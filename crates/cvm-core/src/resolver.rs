use std::fmt;
use std::path::{Path, PathBuf};
use std::sync::Arc;

use cvm_backend::{
    CvmError, Installer, LatestVersionSource, VersionConstraint, VersionId, is_latest_keyword,
};
use log::{debug, info};

use crate::alias::AliasStore;
use crate::blocklist::BlockList;
use crate::store::VersionStore;

/// Where a resolved version came from.
#[derive(Debug, Clone, PartialEq, Eq)]
pub enum ResolutionSource {
    Latest,
    Alias(String),
    Literal,
    Constraint(VersionConstraint),
    MarkerFile(PathBuf),
}

impl fmt::Display for ResolutionSource {
    fn fmt(&self, f: &mut fmt::Formatter<'_>) -> fmt::Result {
        match self {
            Self::Latest => write!(f, "latest release"),
            Self::Alias(name) => write!(f, "alias {name}"),
            Self::Literal => write!(f, "explicit version"),
            Self::Constraint(constraint) => write!(f, "constraint {constraint}"),
            Self::MarkerFile(path) => write!(f, "{}", path.display()),
        }
    }
}

#[derive(Debug, Clone, PartialEq, Eq)]
pub struct Resolution {
    pub version: VersionId,
    pub source: ResolutionSource,
    /// Set when resolving `latest` had to download the release.
    pub installed: bool,
}

/// Turns user tokens into installed, non-blocked versions.
#[derive(Clone)]
pub struct Resolver {
    store: VersionStore,
    aliases: AliasStore,
    blocklist: BlockList,
    installer: Arc<dyn Installer>,
    latest: Arc<dyn LatestVersionSource>,
}

impl Resolver {
    pub fn new(
        store: VersionStore,
        installer: Arc<dyn Installer>,
        latest: Arc<dyn LatestVersionSource>,
    ) -> Self {
        let aliases = AliasStore::new(store.clone());
        let blocklist = BlockList::new(&store.config().paths);
        Self {
            store,
            aliases,
            blocklist,
            installer,
            latest,
        }
    }

    pub fn store(&self) -> &VersionStore {
        &self.store
    }

    pub fn aliases(&self) -> &AliasStore {
        &self.aliases
    }

    pub fn blocklist(&self) -> &BlockList {
        &self.blocklist
    }

    /// Resolve `token`, or the project marker file in `cwd` when no token is
    /// given, then reject blocked versions.
    pub async fn resolve(&self, token: Option<&str>, cwd: &Path) -> Result<Resolution, CvmError> {
        let (version, source) = match token.map(str::trim).filter(|t| !t.is_empty()) {
            Some(token) if is_latest_keyword(token) => {
                let version = self.latest.latest_version().await?;
                debug!("Latest release is {version}");
                (VersionId::Release(version), ResolutionSource::Latest)
            }
            Some(token) => self.resolve_token(token)?,
            None => self.resolve_marker(cwd)?,
        };

        self.blocklist.ensure_allowed(&version)?;

        let installed = if source == ResolutionSource::Latest {
            self.ensure_installed(&version).await?
        } else {
            false
        };

        Ok(Resolution {
            version,
            source,
            installed,
        })
    }

    /// Alias lookup first; any alias failure falls back to reading the token
    /// as a constraint or literal version.
    pub fn resolve_token(&self, token: &str) -> Result<(VersionId, ResolutionSource), CvmError> {
        match self.aliases.get(token) {
            Ok(alias) => {
                return Ok((alias.version, ResolutionSource::Alias(alias.name)));
            }
            Err(e) => debug!("{token} is not an alias ({e}), trying it as a version"),
        }

        if VersionConstraint::looks_like_constraint(token) {
            let constraint = parse_constraint(token)?;
            let version = self.find_matching(&constraint)?;
            return Ok((version, ResolutionSource::Constraint(constraint)));
        }

        Ok((VersionId::parse_token(token)?, ResolutionSource::Literal))
    }

    fn resolve_marker(&self, cwd: &Path) -> Result<(VersionId, ResolutionSource), CvmError> {
        let marker = &self.store.config().marker_file;
        let path = cwd.join(marker);
        let content = match std::fs::read_to_string(&path) {
            Ok(content) => content,
            Err(e) if e.kind() == std::io::ErrorKind::NotFound => {
                return Err(CvmError::MarkerFileNotFound {
                    marker: marker.clone(),
                });
            }
            Err(e) => return Err(e.into()),
        };
        let content = content.trim();
        debug!("Read {content:?} from {}", path.display());

        let version = if VersionConstraint::looks_like_constraint(content) {
            let constraint = parse_constraint(content)?;
            self.find_matching(&constraint)?
        } else {
            VersionId::parse_token(content)?
        };

        Ok((version, ResolutionSource::MarkerFile(path)))
    }

    /// Highest installed release satisfying `constraint`.
    pub fn find_matching(&self, constraint: &VersionConstraint) -> Result<VersionId, CvmError> {
        let releases = self.store.releases()?;
        constraint
            .best_match(&releases)
            .map(|version| VersionId::Release(*version))
            .ok_or_else(|| CvmError::NoMatchingVersion {
                constraint: constraint.to_string(),
            })
    }

    /// Download a missing release. Returns whether an install happened.
    /// Linked versions cannot be fetched and must already exist.
    pub async fn ensure_installed(&self, version: &VersionId) -> Result<bool, CvmError> {
        if self.store.is_installed(version) {
            return Ok(false);
        }
        let Some(release) = version.as_release() else {
            return Err(CvmError::version_not_found(version));
        };

        info!("Version {release} is not installed, installing it");
        self.installer
            .install(release, &self.store.binary_path(version))
            .await?;
        self.store.exists(version)?;
        Ok(true)
    }
}

fn parse_constraint(input: &str) -> Result<VersionConstraint, CvmError> {
    input.parse().map_err(|_| CvmError::InvalidConstraint {
        input: input.trim().to_string(),
    })
}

:: Problem details ::
If a line of the listing above holds the string "struct", copy it.

:: Your response ::
pub struct Resolution {
pub struct Resolver {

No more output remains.